[Data records]
------------------------------------
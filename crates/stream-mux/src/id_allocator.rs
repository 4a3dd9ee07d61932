use std::convert::TryFrom;

use bitvec::prelude::*;
use mux_proto::StreamId;

pub(crate) trait Id: Copy + From<u32> + Into<u32> {}

impl Id for StreamId {}

pub(crate) struct IdAllocator<T: Id> {
    taken: BitVec,
    _pd: std::marker::PhantomData<T>,
}

impl<T: Id> Default for IdAllocator<T> {
    fn default() -> Self {
        Self {
            taken: BitVec::new(),
            _pd: std::marker::PhantomData,
        }
    }
}

impl<T: Id> IdAllocator<T> {
    pub(crate) fn new() -> Self {
        Self::default()
    }

    /// Allocates an ID
    ///
    /// Returns `None` when allocator is out of memory.
    pub(crate) fn alloc(&mut self) -> Option<T> {
        match self.taken.iter_zeros().next() {
            Some(freed_idx) => {
                // - Reclaim a freed ID -
                let freed_idx_u32 = u32::try_from(freed_idx).expect("freed IDs should fit in an u32 integer");
                self.taken.set(freed_idx, true);
                Some(T::from(freed_idx_u32))
            }
            None => {
                // - Allocate a new ID -
                let new_idx = self.taken.len();
                // If new_idx doesn’t fit in a u32, we are in the highly improbable case of an "out of memory" for this ID allocator
                let new_idx_u32 = u32::try_from(new_idx).ok()?;
                self.taken.push(true);
                Some(T::from(new_idx_u32))
            }
        }
    }

    /// Frees an ID
    ///
    /// Freed IDs can be later reclaimed.
    pub(crate) fn free(&mut self, id: T) {
        let idx = usize::try_from(Into::<u32>::into(id)).expect("ID should fit in an usize integer");
        self.taken.set(idx, false);
    }
}

#[cfg(test)]
mod tests {
    use super::*;

    impl Id for u32 {}

    #[test]
    fn allocates_increasing_ids_when_nothing_freed() {
        let mut allocator = IdAllocator::<u32>::new();
        assert_eq!(allocator.alloc(), Some(0));
        assert_eq!(allocator.alloc(), Some(1));
        assert_eq!(allocator.alloc(), Some(2));
    }

    #[test]
    fn reclaims_freed_id_before_allocating_a_new_one() {
        let mut allocator = IdAllocator::<u32>::new();
        let first = allocator.alloc().unwrap();
        let _second = allocator.alloc().unwrap();
        allocator.free(first);

        assert_eq!(allocator.alloc(), Some(first));
    }

    #[test]
    fn freeing_an_id_twice_does_not_corrupt_later_allocations() {
        let mut allocator = IdAllocator::<u32>::new();
        let id = allocator.alloc().unwrap();
        allocator.free(id);
        allocator.free(id);

        assert_eq!(allocator.alloc(), Some(id));
        assert_eq!(allocator.alloc(), Some(1));
    }
}
//! A single-producer, single-consumer byte queue exposed as [`AsyncRead`] on the consumer side.
//!
//! Used for both halves of a polling session: the client conduit's inbound byte path, and the
//! server session's up/down queues. In every role exactly one task pushes bytes in and exactly
//! one task polls them out, so a bare mutex-guarded buffer plus a single stashed waker suffices.

use std::collections::VecDeque;
use std::io;
use std::pin::Pin;
use std::sync::Arc;
use std::task::{Context, Poll, Waker};

use parking_lot::Mutex;
use tokio::io::{AsyncRead, ReadBuf};

struct Inner {
    buf: VecDeque<u8>,
    closed: bool,
    waker: Option<Waker>,
}

/// Producer half: appends bytes and signals end-of-stream.
#[derive(Clone)]
pub struct QueueWriter {
    inner: Arc<Mutex<Inner>>,
}

/// Consumer half: implements [`AsyncRead`] by draining the shared buffer.
pub struct QueueReader {
    inner: Arc<Mutex<Inner>>,
}

pub fn byte_queue() -> (QueueWriter, QueueReader) {
    let inner = Arc::new(Mutex::new(Inner {
        buf: VecDeque::new(),
        closed: false,
        waker: None,
    }));

    (QueueWriter { inner: inner.clone() }, QueueReader { inner })
}

impl QueueWriter {
    /// Appends bytes and wakes a pending reader, if any. No-op on an empty slice.
    pub fn push(&self, bytes: &[u8]) {
        if bytes.is_empty() {
            return;
        }

        let mut inner = self.inner.lock();
        inner.buf.extend(bytes);
        if let Some(waker) = inner.waker.take() {
            waker.wake();
        }
    }

    /// Marks the stream finished; a subsequent read drains anything buffered, then returns EOF.
    pub fn close(&self) {
        let mut inner = self.inner.lock();
        inner.closed = true;
        if let Some(waker) = inner.waker.take() {
            waker.wake();
        }
    }
}

impl AsyncRead for QueueReader {
    fn poll_read(self: Pin<&mut Self>, cx: &mut Context<'_>, buf: &mut ReadBuf<'_>) -> Poll<io::Result<()>> {
        let mut inner = self.inner.lock();

        if inner.buf.is_empty() {
            if inner.closed {
                return Poll::Ready(Ok(()));
            }
            inner.waker = Some(cx.waker().clone());
            return Poll::Pending;
        }

        let n = buf.remaining().min(inner.buf.len());
        let (head, _) = inner.buf.as_slices();

        if head.len() >= n {
            buf.put_slice(&head[..n]);
        } else {
            let first = inner.buf.drain(..head.len().min(n)).collect::<Vec<_>>();
            buf.put_slice(&first);
            let remaining = n - first.len();
            if remaining > 0 {
                let rest = inner.buf.drain(..remaining).collect::<Vec<_>>();
                buf.put_slice(&rest);
            }
            return Poll::Ready(Ok(()));
        }

        inner.buf.drain(..n);
        Poll::Ready(Ok(()))
    }
}

#[cfg(test)]
mod tests {
    use super::*;
    use tokio::io::AsyncReadExt as _;

    #[tokio::test]
    async fn reads_back_pushed_bytes() {
        let (writer, mut reader) = byte_queue();
        writer.push(b"hello");
        writer.push(b" world");
        writer.close();

        let mut out = Vec::new();
        reader.read_to_end(&mut out).await.unwrap();
        assert_eq!(out, b"hello world");
    }

    #[tokio::test]
    async fn read_pends_until_pushed() {
        let (writer, mut reader) = byte_queue();

        let read_task = tokio::spawn(async move {
            let mut buf = [0u8; 5];
            reader.read_exact(&mut buf).await.unwrap();
            buf
        });

        tokio::task::yield_now().await;
        writer.push(b"hello");

        assert_eq!(read_task.await.unwrap(), *b"hello");
    }
}
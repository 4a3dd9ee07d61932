use crate::ReadWriteStream;
use proxy_types::{DestAddr, ToDestAddr};
use std::io;
use std::net::{Ipv4Addr, SocketAddr, SocketAddrV4};
use std::pin::Pin;
use tokio::io::{AsyncRead, AsyncReadExt, AsyncWrite, AsyncWriteExt};

/// SOCKS4 CONNECT client.
#[derive(Debug)]
pub struct Socks4Stream<S> {
    inner: S,
    dest_addr: SocketAddrV4,
}

impl<S> Socks4Stream<S>
where
    S: AsyncRead + AsyncWrite + Unpin + Send,
{
    /// Initiates a CONNECT request to the specified proxy.
    pub async fn connect(mut stream: S, dest: impl ToDestAddr, userid: &str) -> io::Result<Self> {
        let dest = dest.to_dest_addr()?;

        // SOCKS request
        write_socks_request(&mut stream, &dest, userid).await?;

        // SOCKS reply
        let dest_addr = read_socks_reply(&mut stream).await?;

        Ok(Socks4Stream {
            inner: stream,
            dest_addr,
        })
    }

    /// Returns the destination address that the proxy server connects to.
    pub fn dest_addr(&self) -> SocketAddrV4 {
        self.dest_addr
    }

    pub fn into_inner(self) -> S {
        self.inner
    }
}

impl<S> AsyncRead for Socks4Stream<S>
where
    S: AsyncRead + Unpin,
{
    #[inline]
    fn poll_read(
        mut self: Pin<&mut Self>,
        cx: &mut std::task::Context<'_>,
        buf: &mut tokio::io::ReadBuf<'_>,
    ) -> std::task::Poll<io::Result<()>> {
        Pin::new(&mut self.inner).poll_read(cx, buf)
    }
}

impl<S> AsyncWrite for Socks4Stream<S>
where
    S: AsyncWrite + Unpin,
{
    #[inline]
    fn poll_write(
        mut self: Pin<&mut Self>,
        cx: &mut std::task::Context<'_>,
        buf: &[u8],
    ) -> std::task::Poll<Result<usize, io::Error>> {
        Pin::new(&mut self.inner).poll_write(cx, buf)
    }

    #[inline]
    fn poll_flush(mut self: Pin<&mut Self>, cx: &mut std::task::Context<'_>) -> std::task::Poll<Result<(), io::Error>> {
        Pin::new(&mut self.inner).poll_flush(cx)
    }

    #[inline]
    fn poll_shutdown(
        mut self: Pin<&mut Self>,
        cx: &mut std::task::Context<'_>,
    ) -> std::task::Poll<Result<(), io::Error>> {
        Pin::new(&mut self.inner).poll_shutdown(cx)
    }
}

async fn write_socks_request(stream: &mut dyn ReadWriteStream, dest: &DestAddr, userid: &str) -> io::Result<()> {
    // https://www.openssh.com/txt/socks4.protocol
    //             +----+----+----+----+----+----+----+----+----+----+....+----+
    //             | VN | CD | DSTPORT |      DSTIP        | USERID       |NULL|
    //             +----+----+----+----+----+----+----+----+----+----+....+----+
    // # of bytes:   1    1      2              4           variable       1
    //
    // VN is the SOCKS protocol version number and should be 4. CD is the
    // SOCKS command code and should be 1 for CONNECT request. NULL is a byte
    // of all zero bits.

    let mut packet = vec![
        4, // version
        1, // command (1 = CONNECT)
    ];

    match dest {
        DestAddr::Ip(SocketAddr::V4(addr)) => {
            packet.extend_from_slice(&addr.port().to_be_bytes());
            packet.extend_from_slice(&u32::from(*addr.ip()).to_be_bytes());
            packet.extend_from_slice(userid.as_bytes());
            packet.push(0);
        }
        DestAddr::Ip(SocketAddr::V6(_)) => {
            return Err(io::Error::new(
                io::ErrorKind::InvalidInput,
                "SOCKS4 does not support IPv6",
            ));
        }
        DestAddr::Domain(domain, port) => {
            packet.extend_from_slice(&port.to_be_bytes());
            packet.extend_from_slice(&u32::from(Ipv4Addr::new(0, 0, 0, 1)).to_be_bytes());
            packet.extend_from_slice(userid.as_bytes());
            packet.push(0);
            packet.extend_from_slice(domain.as_bytes());
            packet.push(0);
        }
    }

    stream.write_all(&packet).await?;

    Ok(())
}

async fn read_socks_reply(stream: &mut dyn ReadWriteStream) -> io::Result<SocketAddrV4> {
    // https://www.openssh.com/txt/socks4.protocol
    //	        	+----+----+----+----+----+----+----+----+
    //	        	| VN | CD | DSTPORT |      DSTIP        |
    //	        	+----+----+----+----+----+----+----+----+
    // # of bytes:	   1    1      2              4
    //
    // VN is the version of the reply code and should be 0. CD is the result code.

    if stream.read_u8().await? != 0 {
        return Err(io::Error::new(
            io::ErrorKind::InvalidData,
            "invalid version of reply code",
        ));
    }

    match stream.read_u8().await? {
        90 => {}
        91 => return Err(io::Error::other("request rejected or failed")),
        92 => {
            return Err(io::Error::other(
                "request rejected because SOCKS server cannot connect to identd on the client",
            ));
        }
        93 => {
            return Err(io::Error::other(
                "request rejected because the client program and identd report different user-ids",
            ));
        }
        _ => return Err(io::Error::other("invalid result code")),
    }

    let port = stream.read_u16().await?;
    let ip = stream.read_u32().await?;

    Ok(SocketAddrV4::new(Ipv4Addr::from(ip), port))
}

#[expect(clippy::unwrap_used, reason = "Test code can panic on errors")]
#[cfg(test)]
mod tests {
    use super::*;

    async fn assert_encoding(addr: DestAddr, userid: &str, encoded: &[u8]) {
        let mut writer = tokio_test::io::Builder::new().write(encoded).build();
        write_socks_request(&mut writer, &addr, userid).await.unwrap();
    }

    #[tokio::test]
    async fn ipv4_addr() {
        assert_encoding(
            "192.168.0.39:80".to_dest_addr().unwrap(),
            "david",
            &[4, 1, 0, 80, 192, 168, 0, 39, 100, 97, 118, 105, 100, 0],
        )
        .await;
    }

    #[tokio::test]
    async fn domain_addr() {
        assert_encoding(
            "devolutions.net:80".to_dest_addr().unwrap(),
            "david",
            &[
                4, 1, 0, 80, 0, 0, 0, 1, 100, 97, 118, 105, 100, 0, 100, 101, 118, 111, 108, 117, 116, 105, 111, 110,
                115, 46, 110, 101, 116, 0,
            ],
        )
        .await;
    }
}
//! Provides [`Shared`], for sharing pinned, pollable resources.
//!
//! The number of trait implementations may grow over time, as we need them.

use std::pin::Pin;
use std::sync::Arc;
use std::task::{Context, Poll};

use futures_core::Stream;
use futures_sink::Sink;

use crate::PinnableMutex;

/// A pinned, shared wrapper around some value
///
/// [`Shared`] is intended to be used for sharing pollable resources that must be pinned.
/// Internally, it uses [`PinnableMutex`], to benefit from [`parking_lot::Mutex`] performance
/// under low-contention (typical for network resources).
///
/// Note that it’s not desirable to use [`tokio::sync::Mutex`], because we are never holding the
/// mutex guard across await points.
///
/// Recommended reads on the topic:
/// - <https://ryhl.io/blog/async-what-is-blocking/>
/// - <https://tokio.rs/tokio/tutorial/shared-state>
pub struct Shared<T> {
    inner: Pin<Arc<PinnableMutex<T>>>,
}

impl<T> Shared<T> {
    pub fn new(stream: T) -> Self {
        Self {
            inner: Arc::pin(PinnableMutex::new(stream)),
        }
    }

    #[must_use]
    pub fn shared(&self) -> Self {
        Self {
            inner: self.inner.clone(),
        }
    }
}

impl<S, T> Stream for Shared<S>
where
    S: Stream<Item = T>,
{
    type Item = T;

    fn poll_next(self: Pin<&mut Self>, cx: &mut Context<'_>) -> Poll<Option<Self::Item>> {
        self.inner.as_ref().lock().as_mut().poll_next(cx)
    }
}

impl<S, T, E> Sink<T> for Shared<S>
where
    S: Sink<T, Error = E>,
{
    type Error = E;

    fn poll_ready(self: Pin<&mut Self>, cx: &mut Context<'_>) -> Poll<Result<(), Self::Error>> {
        self.inner.as_ref().lock().as_mut().poll_ready(cx)
    }

    fn start_send(self: Pin<&mut Self>, item: T) -> Result<(), Self::Error> {
        self.inner.as_ref().lock().as_mut().start_send(item)
    }

    fn poll_flush(self: Pin<&mut Self>, cx: &mut Context<'_>) -> Poll<Result<(), Self::Error>> {
        self.inner.as_ref().lock().as_mut().poll_flush(cx)
    }

    fn poll_close(self: Pin<&mut Self>, cx: &mut Context<'_>) -> Poll<Result<(), Self::Error>> {
        self.inner.as_ref().lock().as_mut().poll_close(cx)
    }
}
//! WAV decoding for silence analysis.
//!
//! Decodes a WAV file to mono 16-bit PCM at its native sample rate and
//! exposes it as a stream of fixed-length analysis frames. Multi-channel
//! input is down-mixed by averaging across channels.

use crate::defaults::FRAME_MS;
use crate::error::{Result, SlidecastError};
use std::io::Read;
use std::path::Path;

/// Decoded mono audio, the input to the silence detector.
pub struct WavAudio {
    samples: Vec<i16>,
    sample_rate: u32,
}

/// A contiguous run of decoded samples with a presentation timestamp.
///
/// Ephemeral: borrows from the decoded buffer and is consumed frame by frame.
#[derive(Debug, Clone, Copy)]
pub struct AudioFrame<'a> {
    pub samples: &'a [i16],
    pub sample_rate: u32,
    /// Presentation timestamp of the first sample, in seconds.
    pub pts: f64,
}

impl AudioFrame<'_> {
    /// Frame length in seconds.
    pub fn duration(&self) -> f64 {
        self.samples.len() as f64 / self.sample_rate as f64
    }
}

impl WavAudio {
    /// Decode a WAV file from disk.
    pub fn open(path: &Path) -> Result<Self> {
        let file = std::fs::File::open(path).map_err(|e| {
            if e.kind() == std::io::ErrorKind::NotFound {
                SlidecastError::SourceNotFound {
                    path: path.display().to_string(),
                }
            } else {
                SlidecastError::Io(e)
            }
        })?;
        Self::from_reader(Box::new(std::io::BufReader::new(file)))
    }

    /// Decode from any reader (for testing/flexibility).
    pub fn from_reader(reader: Box<dyn Read + Send>) -> Result<Self> {
        let mut wav_reader =
            hound::WavReader::new(reader).map_err(|e| SlidecastError::AudioDecode {
                message: format!("Failed to parse WAV file: {}", e),
            })?;

        let spec = wav_reader.spec();
        let channels = spec.channels as usize;
        if channels == 0 {
            return Err(SlidecastError::AudioDecode {
                message: "WAV file declares zero channels".to_string(),
            });
        }

        let interleaved = read_as_i16(&mut wav_reader, &spec)?;
        let samples = downmix(&interleaved, channels);

        Ok(Self {
            samples,
            sample_rate: spec.sample_rate,
        })
    }

    pub fn sample_rate(&self) -> u32 {
        self.sample_rate
    }

    /// Total duration in seconds.
    pub fn duration(&self) -> f64 {
        self.samples.len() as f64 / self.sample_rate as f64
    }

    /// Iterate over fixed-length analysis frames with timestamps.
    ///
    /// The final frame may be shorter than the nominal frame length.
    pub fn frames(&self) -> Frames<'_> {
        let frame_len = (self.sample_rate as usize * FRAME_MS as usize / 1000).max(1);
        Frames {
            audio: self,
            position: 0,
            frame_len,
        }
    }

    /// Consume the decoded audio and return the mono sample buffer.
    pub fn into_samples(self) -> Vec<i16> {
        self.samples
    }
}

/// Iterator over [`AudioFrame`]s of a decoded [`WavAudio`].
pub struct Frames<'a> {
    audio: &'a WavAudio,
    position: usize,
    frame_len: usize,
}

impl<'a> Iterator for Frames<'a> {
    type Item = AudioFrame<'a>;

    fn next(&mut self) -> Option<Self::Item> {
        if self.position >= self.audio.samples.len() {
            return None;
        }

        let end = (self.position + self.frame_len).min(self.audio.samples.len());
        let frame = AudioFrame {
            samples: &self.audio.samples[self.position..end],
            sample_rate: self.audio.sample_rate,
            pts: self.position as f64 / self.audio.sample_rate as f64,
        };
        self.position = end;
        Some(frame)
    }
}

/// Read samples as 16-bit PCM, converting from the source bit depth.
fn read_as_i16(
    reader: &mut hound::WavReader<Box<dyn Read + Send>>,
    spec: &hound::WavSpec,
) -> Result<Vec<i16>> {
    let decode_err = |e: hound::Error| SlidecastError::AudioDecode {
        message: format!("Failed to read WAV samples: {}", e),
    };

    match (spec.sample_format, spec.bits_per_sample) {
        (hound::SampleFormat::Int, bits) if bits <= 16 => reader
            .samples::<i16>()
            .collect::<std::result::Result<Vec<_>, _>>()
            .map_err(decode_err),
        (hound::SampleFormat::Int, bits) => {
            let shift = bits - 16;
            reader
                .samples::<i32>()
                .map(|s| s.map(|v| (v >> shift) as i16))
                .collect::<std::result::Result<Vec<_>, _>>()
                .map_err(decode_err)
        }
        (hound::SampleFormat::Float, _) => reader
            .samples::<f32>()
            .map(|s| s.map(|v| (v.clamp(-1.0, 1.0) * i16::MAX as f32) as i16))
            .collect::<std::result::Result<Vec<_>, _>>()
            .map_err(decode_err),
    }
}

/// Average interleaved channels down to mono.
fn downmix(interleaved: &[i16], channels: usize) -> Vec<i16> {
    if channels == 1 {
        return interleaved.to_vec();
    }

    interleaved
        .chunks_exact(channels)
        .map(|frame| {
            let sum: i32 = frame.iter().map(|&s| s as i32).sum();
            (sum / channels as i32) as i16
        })
        .collect()
}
------------------------------------
WORK TASK:
Where the string "number" occurs in the data, return the whole line.

TASK OUTPUT:
    // VN is the SOCKS protocol version number and should be 4. CD is the
//! The number of trait implementations may grow over time, as we need them.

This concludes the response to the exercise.